Come on, let’s go on an adventure
The game takes you to meet Finn, a small creature reminiscent of a fox and you will control him in the third person by sitting comfortably in your living room because the game is actually played while you are seated. As for the story, there is nothing very exciting because more often than not, you will have to help your companion to fend off invaders on your distant planet. For this, 12 levels divided into 3 different regions will be presented to you. The goal is to collect all the runes and free youths in each cycle.

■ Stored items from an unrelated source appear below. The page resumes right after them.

use glam::{Mat4, Vec2, Vec3, Vec4};

use super::picking::Ray;
use crate::state::settings::CameraSettings;

/// Live size of the drawing surface in pixels.
///
/// Screen coordinates used throughout the crate are pixels with the origin at
/// the bottom-left corner of the viewport.
#[derive(Clone, Copy, Debug, PartialEq)]
pub struct Viewport {
    pub width: f32,
    pub height: f32,
}

impl Default for Viewport {
    fn default() -> Self {
        Self::new(1000.0, 1000.0)
    }
}

impl Viewport {
    pub fn new(width: f32, height: f32) -> Self {
        Self { width, height }
    }

    pub fn resize(&mut self, width: f32, height: f32) {
        self.width = width;
        self.height = height;
    }

    pub fn aspect(&self) -> f32 {
        self.width / self.height.max(1.0)
    }

    /// Screen pixel -> [-1, 1] on both axes
    pub fn normalize(&self, screen: Vec2) -> Vec2 {
        Vec2::new(
            screen.x / self.width.max(1.0) * 2.0 - 1.0,
            screen.y / self.height.max(1.0) * 2.0 - 1.0,
        )
    }

    /// [-1, 1] -> screen pixel
    pub fn denormalize(&self, ndc: Vec2) -> Vec2 {
        Vec2::new(
            (ndc.x + 1.0) * 0.5 * self.width,
            (ndc.y + 1.0) * 0.5 * self.height,
        )
    }

    pub fn center(&self) -> Vec2 {
        Vec2::new(self.width * 0.5, self.height * 0.5)
    }
}

/// Perspective camera orbiting the world origin.
///
/// The camera keeps its view matrix and the inverse in sync; every space
/// conversion in the editor goes through these two matrices.
#[derive(Clone, Debug)]
pub struct OrbitCamera {
    view: Mat4,
    view_inv: Mat4,
    /// Vertical field of view (degrees)
    pub fov: f32,
    pub near: f32,
    pub far: f32,
    min_distance: f32,
    max_distance: f32,
}

impl Default for OrbitCamera {
    fn default() -> Self {
        Self::from_settings(&CameraSettings::default())
    }
}

impl OrbitCamera {
    pub fn from_settings(settings: &CameraSettings) -> Self {
        let (a, b) = (settings.elevation, settings.azimuth);
        let eye = settings.distance * Vec3::new(a.cos() * b.cos(), a.cos() * b.sin(), a.sin());

        let mut camera = Self {
            view: Mat4::IDENTITY,
            view_inv: Mat4::IDENTITY,
            fov: settings.fov,
            near: settings.near,
            far: settings.far,
            min_distance: settings.min_distance,
            max_distance: settings.max_distance,
        };
        camera.look_at(eye, Vec3::ZERO, Vec3::Z);
        camera
    }

    pub fn look_at(&mut self, eye: Vec3, target: Vec3, up: Vec3) {
        self.set_view(Mat4::look_at_rh(eye, target, up));
    }

    fn set_view(&mut self, view: Mat4) {
        self.view = view;
        self.view_inv = view.inverse();
    }

    /// View matrix (world -> camera)
    pub fn view_matrix(&self) -> Mat4 {
        self.view
    }

    /// Inverse view matrix (camera -> world)
    pub fn view_matrix_inverse(&self) -> Mat4 {
        self.view_inv
    }

    /// Post-multiply a world-space transform into the view. With a rotation
    /// about the origin this orbits the camera around the scene.
    pub fn apply_transform(&mut self, transform: Mat4) {
        self.set_view(self.view * transform);
    }

    /// Move towards (`factor > 1`) or away from the world origin
    pub fn zoom(&mut self, factor: f32) {
        if factor <= 0.0 {
            return;
        }
        let origin_cam = self.view.transform_point3(Vec3::ZERO);
        let dist = origin_cam.length();
        if dist < 1e-6 {
            return;
        }
        let new_dist = (dist / factor).clamp(self.min_distance, self.max_distance);
        let shifted = origin_cam * (new_dist / dist);
        self.set_view(Mat4::from_translation(shifted - origin_cam) * self.view);
    }

    /// Camera position in world space
    pub fn eye_position(&self) -> Vec3 {
        self.camera_to_world(Vec3::ZERO)
    }

    /// Distance from the eye to the world origin
    pub fn distance(&self) -> f32 {
        self.view.transform_point3(Vec3::ZERO).length()
    }

    /// Projection matrix (camera -> clip)
    pub fn projection_matrix(&self, aspect: f32) -> Mat4 {
        Mat4::perspective_rh_gl(self.fov.to_radians(), aspect, self.near, self.far)
    }

    /// Combined view-projection matrix
    pub fn view_projection(&self, aspect: f32) -> Mat4 {
        self.projection_matrix(aspect) * self.view
    }

    fn focal(&self) -> f32 {
        (self.fov * 0.5).to_radians().tan()
    }

    /// Point in camera space on the pixel's ray, `depth` units in front of the eye
    fn screen_to_camera(&self, screen: Vec2, viewport: &Viewport, depth: f32) -> Vec3 {
        let ndc = viewport.normalize(screen);
        let focal = self.focal();
        Vec3::new(
            ndc.x * focal * viewport.aspect() * depth,
            ndc.y * focal * depth,
            -depth,
        )
    }

    /// World point on the pixel's ray at the given distance along the view axis
    pub fn screen_to_world_at_depth(&self, screen: Vec2, viewport: &Viewport, depth: f32) -> Vec3 {
        self.camera_to_world(self.screen_to_camera(screen, viewport, depth))
    }

    /// World point on the pixel's ray whose camera-space z equals `camera_z`
    /// (negative in front of the camera)
    pub fn screen_to_world(&self, screen: Vec2, viewport: &Viewport, camera_z: f32) -> Vec3 {
        self.screen_to_world_at_depth(screen, viewport, -camera_z)
    }

    /// Cast a ray from the eye through a screen position
    pub fn screen_ray(&self, screen: Vec2, viewport: &Viewport) -> Ray {
        Ray {
            origin: self.eye_position(),
            direction: self
                .view_inv
                .transform_vector3(self.screen_to_camera(screen, viewport, 1.0)),
        }
    }

    pub fn world_to_camera(&self, p: Vec3) -> Vec3 {
        self.view.transform_point3(p)
    }

    pub fn camera_to_world(&self, p: Vec3) -> Vec3 {
        self.view_inv.transform_point3(p)
    }

    /// Project a world point to screen pixels (bottom-left origin).
    /// Returns None for points behind the camera.
    pub fn project(&self, point: Vec3, viewport: &Viewport) -> Option<Vec2> {
        let p = self.view_projection(viewport.aspect()) * Vec4::from((point, 1.0));
        if p.w <= 0.0 {
            return None;
        }
        let ndc = p.truncate() / p.w;
        Some(viewport.denormalize(Vec2::new(ndc.x, ndc.y)))
    }
}

#[cfg(test)]
mod tests {
    use super::*;

    fn front_camera() -> OrbitCamera {
        let mut camera = OrbitCamera::default();
        camera.look_at(Vec3::new(0.0, 0.0, 5.0), Vec3::ZERO, Vec3::Y);
        camera
    }

    #[test]
    fn test_default_pose_distance() {
        let camera = OrbitCamera::default();
        assert!((camera.distance() - 5.0).abs() < 1e-4);
        assert!(camera.eye_position().z > 0.0);
    }

    #[test]
    fn test_center_ray_points_at_target() {
        let camera = front_camera();
        let viewport = Viewport::new(800.0, 600.0);
        let ray = camera.screen_ray(viewport.center(), &viewport);
        assert!((ray.origin - Vec3::new(0.0, 0.0, 5.0)).length() < 1e-5);
        assert!((ray.direction.normalize() - Vec3::NEG_Z).length() < 1e-5);
    }

    #[test]
    fn test_screen_to_world_depth() {
        let camera = front_camera();
        let viewport = Viewport::new(800.0, 600.0);
        let p = camera.screen_to_world(viewport.center(), &viewport, -5.0);
        assert!(p.length() < 1e-5);

        let q = camera.screen_to_world_at_depth(viewport.center(), &viewport, 1.0);
        assert!((q - Vec3::new(0.0, 0.0, 4.0)).length() < 1e-5);
        assert!((camera.world_to_camera(q).z + 1.0).abs() < 1e-5);
    }

    #[test]
    fn test_screen_to_world_uses_live_viewport() {
        let camera = OrbitCamera::default();
        let mut viewport = Viewport::new(800.0, 600.0);
        let before = camera.screen_to_world(Vec2::new(600.0, 450.0), &viewport, -3.0);

        // Same normalized position after the window doubled in size
        viewport.resize(1600.0, 1200.0);
        let after = camera.screen_to_world(Vec2::new(1200.0, 900.0), &viewport, -3.0);
        assert!((before - after).length() < 1e-5);

        // The old pixel now maps somewhere else
        let stale = camera.screen_to_world(Vec2::new(600.0, 450.0), &viewport, -3.0);
        assert!((before - stale).length() > 1e-2);
    }

    #[test]
    fn test_project_inverts_screen_to_world() {
        let camera = OrbitCamera::default();
        let viewport = Viewport::new(640.0, 480.0);
        let screen = Vec2::new(100.0, 350.0);
        let world = camera.screen_to_world(screen, &viewport, -2.5);
        let back = camera.project(world, &viewport).unwrap();
        assert!((back - screen).length() < 1e-2);
    }

    #[test]
    fn test_orbit_keeps_distance() {
        let mut camera = OrbitCamera::default();
        camera.apply_transform(Mat4::from_axis_angle(Vec3::Z, 0.7));
        assert!((camera.distance() - 5.0).abs() < 1e-4);
    }

    #[test]
    fn test_zoom_moves_towards_origin_and_clamps() {
        let mut camera = OrbitCamera::default();
        camera.zoom(1.25);
        assert!((camera.distance() - 4.0).abs() < 1e-4);

        camera.zoom(1000.0);
        assert!((camera.distance() - CameraSettings::default().min_distance).abs() < 1e-4);

        // Looking direction is unchanged by zoom
        let viewport = Viewport::default();
        let dir = camera.screen_ray(viewport.center(), &viewport).direction.normalize();
        assert!((dir + camera.eye_position().normalize()).length() < 1e-4);
    }
}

If it looks simple on paper and if it’s the first levels already, the adventure will get more difficult as you progress and some segments will give you a regular hard time from the second half of the game. About 5 hours to complete these different levels at once but challenge lovers will have enough to start with New several times to try to complete them all 100%. The game offers 3 difficulty levels that adjust your starting number.
In fact, as you can see in the gameplay video we recorded below, it is very difficult to succeed in collecting 100% of the runes on the first try. Some are well hidden in recesses that remain invisible if you don’t turn on the camera or in secret passages. In addition, we would have liked to be able to challenge each other in the given chronological order, but the functionality was not expected by the developers.
good but perfect
In a lot of areas it’s nice to see Ven VR Adventure even very good, but it still lacks one small thing that would make a difference against the already established competition. On the plus side, the level design offers many different obstacles, nooks and crannies that vary according to the level. The same goes for the very good and varied soundtrack as well. If the number of 12 levels seems low, they are rather long and developers can double that number once they are cut in half. This should definitely bring more dynamism, especially for the levels of great difficulty which can put some off due to their length and risk of game over.
Technically speaking, if your little creature responds well to your controls, the camera’s handling isn’t ideal. It regularly happens that we lose sight of Vin and that it takes several seconds to find it. A point that has not jumped out at us in other games of this genre.
Using VR in Astro Bot on PSVR is of real interest because it’s not uncommon for you to have to lean and turn to reach areas and follow your character. Here, the feeling is less and you have no interaction with the “dummy”. Finn severely lacks charisma, and while it’s very unsettling to see him look you straight in the eyes from nowhere when he stops, the interactions don’t go much further. There is clearly an underutilized point for the game in VR. The same goes for the totally cliched story that doesn’t matter much. For several minutes at the beginning of the game, this story is also presented in English without you being able to activate the French subtitles. But that is the case for the rest of the game.
Referee: 7/10
As mentioned in the paragraph above, Ven VR Adventure is a good game but it doesn’t excel in many areas that could have completely changed our final feeling. The level design is very good, the graphics in Oculus Quest 2 too but there are other points below. Scenario, under-exploitation of virtual reality And the imperfect content management (long levels, no timed challenges) are the points that bothered us a bit.